Even her five-year-old son Lin Xuan wants a brother or sister. "He often asks me when his little brother or sister will be born," said Ma, 34.
When his nursery school teacher tells the children to draw pictures for their family, Lin always writes on his work "to my would-be brother or sister".
Ma has kept every drawing. "They'll make a sweet present when the baby is old enough to read."
Ma's husband, Lin Maogeng, is a single child but she is not.
According to a change in family planning policy announced last week, urban couples like Ma and her husband Lin will soon be allowed to have two children -- as long as one of them is an only child.
Demographer Zhai Zhenwu said the new policy would make an estimated 15 million to 20 million couples eligible for a second child. It is a significant change to the country's family planning policy that has been prevalent for more than three decades.
About 50 to 60 percent of these couples are willing to have a second child, Zhai said, quoting a recent poll by National Health and Family Planning Commission.
Having grown up with an older brother, Ma believes having a sibling can help improve a child's personality and development.
"My brother is five years older than me. He was a caregiver, role model and friend when we were children." she said. "I never felt lonely, and our parents never worried about us when they were at work."
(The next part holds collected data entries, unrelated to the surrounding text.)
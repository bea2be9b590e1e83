use tracing_subscriber::filter::LevelFilter;

/// Map `-v` occurrences to a level: warn, info, debug, then trace.
pub fn level_for(verbosity: u8) -> LevelFilter {
    match verbosity {
        0 => LevelFilter::WARN,
        1 => LevelFilter::INFO,
        2 => LevelFilter::DEBUG,
        _ => LevelFilter::TRACE,
    }
}

/// Install the global stderr subscriber. Later calls are no-ops.
pub fn init_tracing(verbosity: u8) {
    let _ = tracing_subscriber::fmt()
        .with_max_level(level_for(verbosity))
        .with_writer(std::io::stderr)
        .with_target(false)
        .try_init();
}
//! Dashboard configuration.
//!
//! Every field has a default, so an empty JSON object (or no file at all) is a
//! valid configuration. The binary layers CLI flags on top of the file.
use std::fs;
use std::path::{Path, PathBuf};

use serde::{Deserialize, Serialize};

use crate::error::DataLoadError;
use crate::record::NgramKind;

/// Default half-width of the word-cloud frequency band, as a fraction of the
/// clicked count. Earlier dashboards used 0.3.
pub const DEFAULT_WIDTH_FRACTION: f64 = 0.2;

/// How repeated `(term, date)` records are resolved at load time.
#[derive(Clone, Copy, Debug, Default, Eq, PartialEq, Serialize, Deserialize)]
#[serde(rename_all = "snake_case")]
pub enum DuplicatePolicy {
    /// Keep every record; a repeated pair becomes several chart points.
    KeepAll,
    /// Drop rows identical in `(term, counts, date)`.
    #[default]
    DropExact,
    /// Fold all records of a pair into one whose count is the sum.
    Sum,
}

impl std::str::FromStr for DuplicatePolicy {
    type Err = String;
    fn from_str(s: &str) -> Result<Self, Self::Err> {
        match s.to_ascii_lowercase().replace('-', "_").as_str() {
            "keep_all" | "keep" => Ok(Self::KeepAll),
            "drop_exact" | "drop" => Ok(Self::DropExact),
            "sum" => Ok(Self::Sum),
            other => Err(format!("Unknown duplicate policy: {}", other)),
        }
    }
}

/// File names of the six input tables, relative to `data_dir`.
#[derive(Clone, Debug, Serialize, Deserialize)]
#[serde(default)]
pub struct TableFiles {
    pub daily_terms: String,
    pub daily_bigrams: String,
    pub daily_trigrams: String,
    pub frequent_terms: String,
    pub frequent_bigrams: String,
    pub frequent_trigrams: String,
}

impl Default for TableFiles {
    fn default() -> Self {
        TableFiles {
            daily_terms: "all_terms.csv".into(),
            daily_bigrams: "all_bigrams.csv".into(),
            daily_trigrams: "all_trigrams.csv".into(),
            frequent_terms: "frequent_terms.csv".into(),
            frequent_bigrams: "frequent_bigrams.csv".into(),
            frequent_trigrams: "frequent_trigrams.csv".into(),
        }
    }
}

/// Resolved absolute-or-relative paths of every input table.
#[derive(Clone, Debug)]
pub struct StorePaths {
    pub daily: [(NgramKind, PathBuf); 3],
    pub frequent: [(NgramKind, PathBuf); 3],
}

#[derive(Clone, Debug, Serialize, Deserialize)]
#[serde(default)]
pub struct DashboardConfig {
    pub data_dir: PathBuf,
    pub files: TableFiles,
    pub width_fraction: f64,
    pub duplicate_policy: DuplicatePolicy,
    /// Add submitted free text to the pinned list instead of using it once.
    pub pin_free_text: bool,
}

impl Default for DashboardConfig {
    fn default() -> Self {
        DashboardConfig {
            data_dir: PathBuf::from("db"),
            files: TableFiles::default(),
            width_fraction: DEFAULT_WIDTH_FRACTION,
            duplicate_policy: DuplicatePolicy::default(),
            pin_free_text: true,
        }
    }
}

impl DashboardConfig {
    /// Read a JSON config file. Missing fields take their defaults.
    pub fn from_file(path: &Path) -> Result<Self, DataLoadError> {
        let text = fs::read_to_string(path).map_err(|source| match source.kind() {
            std::io::ErrorKind::NotFound => DataLoadError::Missing { path: path.to_path_buf() },
            _ => DataLoadError::Io { path: path.to_path_buf(), source },
        })?;
        let cfg: DashboardConfig = serde_json::from_str(&text)
            .map_err(|source| DataLoadError::Json { path: path.to_path_buf(), source })?;
        cfg.validate()?;
        Ok(cfg)
    }

    pub fn validate(&self) -> Result<(), DataLoadError> {
        if !self.width_fraction.is_finite() || self.width_fraction < 0.0 {
            return Err(DataLoadError::InvalidConfig(format!(
                "width_fraction must be a finite number >= 0, got {}",
                self.width_fraction
            )));
        }
        Ok(())
    }

    pub fn paths(&self) -> StorePaths {
        let d = &self.data_dir;
        let f = &self.files;
        StorePaths {
            daily: [
                (NgramKind::Unigram, d.join(&f.daily_terms)),
                (NgramKind::Bigram, d.join(&f.daily_bigrams)),
                (NgramKind::Trigram, d.join(&f.daily_trigrams)),
            ],
            frequent: [
                (NgramKind::Unigram, d.join(&f.frequent_terms)),
                (NgramKind::Bigram, d.join(&f.frequent_bigrams)),
                (NgramKind::Trigram, d.join(&f.frequent_trigrams)),
            ],
        }
    }
}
Today, Ma often risks being late for work as she has to take her son to nursery. She feels guilty when she has to work overtime and leave Lin with the nanny.
Ma, born in Dalian, a port city in northeast China's Liaoning Province, secured a job in Beijing after she graduated in journalism from university. "It's reassuring to think that my brother's family live only a few blocks away from my parents. Had I been the only child, it'd never have occurred to me to leave my parents."
What makes Ma want another child is the heartbreak she has witnessed, of older parents who have lost their only son or daughter.
For over a decade, her job as a journalist has taken her to sites of earthquakes and other natural disasters, senior nursing homes and hospitals. Ma has witnessed the agony and helplessness of bereaved parents. It upsets her.
"Talking about two children, most people complain about the high living costs and tuition. But if you have witnessed the pains of those bereaved parents, you'd stop worrying about the burdens a second child brings."
Many of Ma's high income peers already have a second child, and have paid a fine of about 300,000 yuan. But for Ma and her husband, both government employees, to violate the family planning policy would have cost them their jobs.
Yang Zhizhu, a former teacher in Beijing, was fired after his wife gave birth to their second child in December 2009. The couple have two girls.
Yang, who taught civil law at China Youth University for Political Sciences, insisted he would safeguard his younger daughters' "right of existence" and refused to pay any fine. He is now an activist calling for the abolition of the family planning policy.
"The new policy change is far from enough to offset China's aging problem," Yang said on his Weibo.com microblogging account. "The country needs to scrap its restrictions on childbirth as soon as possible."